*Requirement*
For the word "loaded", return each line of the data in which it occurs.

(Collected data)
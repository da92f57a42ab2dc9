// src/circuits/search.rs

//! The two switchable Grover search circuits.
//!
//! Both strategies prepare the index register in uniform superposition, run
//! the requested number of amplification iterations and measure the index
//! register. They differ only in how marked states are recognized:
//!
//! - [`IndexOracleSearch`] phase-flips the precomputed valid index bit
//!   strings directly.
//! - [`ValueOracleSearch`] loads the digest array into a value register,
//!   phase-flips when the loaded value equals a marked digest, and unloads
//!   (a search by value rather than by precomputed index).
//!
//! The orchestrator depends only on the [`SearchCircuit`] trait, keeping it
//! decoupled from oracle internals.

use crate::circuits::loader::{load_array, mark_if_target, unload_array};
use crate::circuits::oracle::{diffuser, phase_oracle};
use crate::circuits::Circuit;
use crate::core::QsError;
use crate::preprocessing::Preprocessed;

/// Strategy interface for building a Grover search circuit from the
/// preprocessing output and a fixed iteration count.
pub trait SearchCircuit {
    /// Short human-readable strategy name, used in logs and summaries.
    fn name(&self) -> &'static str;

    /// Builds the full search circuit including terminal measurement of the
    /// index register. With `iterations == 0` the circuit degenerates to a
    /// plain uniform-superposition measurement.
    fn build(&self, pre: &Preprocessed, iterations: usize) -> Result<Circuit, QsError>;
}

/// Direct index-string oracle: marks the precomputed valid index patterns.
#[derive(Debug, Clone, Copy, Default)]
pub struct IndexOracleSearch;

impl SearchCircuit for IndexOracleSearch {
    fn name(&self) -> &'static str {
        "index-oracle"
    }

    fn build(&self, pre: &Preprocessed, iterations: usize) -> Result<Circuit, QsError> {
        let mut circuit = Circuit::new();
        let index = circuit.add_register("idx", pre.n_qubits);

        for q in index.qubits() {
            circuit.h(q);
        }
        for _ in 0..iterations {
            circuit.append(phase_oracle(&index, &pre.valid_states));
            circuit.append(diffuser(&index));
        }
        circuit.measure(&index);
        Ok(circuit)
    }
}

/// Value-loaded associative oracle: marks positions by their loaded digest.
///
/// Index states beyond `n_substr` are never loaded, so their value register
/// stays |0...0> and they are marked only if a target digest happens to be
/// zero.
#[derive(Debug, Clone, Copy, Default)]
pub struct ValueOracleSearch;

impl SearchCircuit for ValueOracleSearch {
    fn name(&self) -> &'static str {
        "value-oracle"
    }

    fn build(&self, pre: &Preprocessed, iterations: usize) -> Result<Circuit, QsError> {
        let value_width = pre
            .digests
            .first()
            .map(String::len)
            .ok_or_else(|| QsError::Config {
                message: "value-oracle search needs at least one digest".to_string(),
            })?;

        let mut circuit = Circuit::new();
        let index = circuit.add_register("idx", pre.n_qubits);
        let value = circuit.add_register("val", value_width);
        let phase = circuit.add_register("phase", 1);

        for q in index.qubits() {
            circuit.h(q);
        }
        // Phase ancilla in |1>: the H/MCX/H core of the mark step then acts
        // as a pure sign flip on matching value patterns.
        circuit.x(phase.qubit(0));

        for _ in 0..iterations {
            circuit.append(load_array(&pre.digests, &index, &value));
            circuit.append(mark_if_target(&pre.marked_digests, &value, &phase));
            circuit.append(unload_array(&pre.digests, &index, &value));
            circuit.append(diffuser(&index));
        }
        circuit.measure(&index);
        Ok(circuit)
    }
}
// src/core/bits.rs

//! Big-endian bit-string helpers.
//!
//! The crate represents digests, index patterns and measurement outcomes as
//! `String`s of `'0'`/`'1'` characters, most significant bit first. Two
//! independent decode paths exist on purpose (see the search orchestrator):
//! search-register outcomes are parsed *reversed*, counting-register
//! outcomes are parsed directly. Keep them separate.

use crate::core::QsError;

/// Formats `value` as a big-endian bit string of exactly `width` characters.
///
/// Bits above `width` are truncated; callers guarantee `value < 2^width`.
pub fn format_bits(value: u64, width: usize) -> String {
    (0..width)
        .rev()
        .map(|k| if (value >> k) & 1 == 1 { '1' } else { '0' })
        .collect()
}

/// Parses a big-endian bit string into an integer.
pub fn parse_bits(bits: &str) -> Result<u64, QsError> {
    u64::from_str_radix(bits, 2).map_err(|_| QsError::Simulation {
        message: format!("malformed bit string {bits:?}"),
    })
}

/// Parses a bit string after reversing its character order.
///
/// This is the decode used for measured *search* outcomes, whose
/// qubit-to-classical-bit ordering is reversed relative to the index
/// register's natural significance.
pub fn parse_bits_reversed(bits: &str) -> Result<u64, QsError> {
    let reversed: String = bits.chars().rev().collect();
    parse_bits(&reversed)
}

*Exercise solution*
//!   phase-flips when the loaded value equals a marked digest, and unloads
/// Value-loaded associative oracle: marks positions by their loaded digest.
/// Index states beyond `n_substr` are never loaded, so their value register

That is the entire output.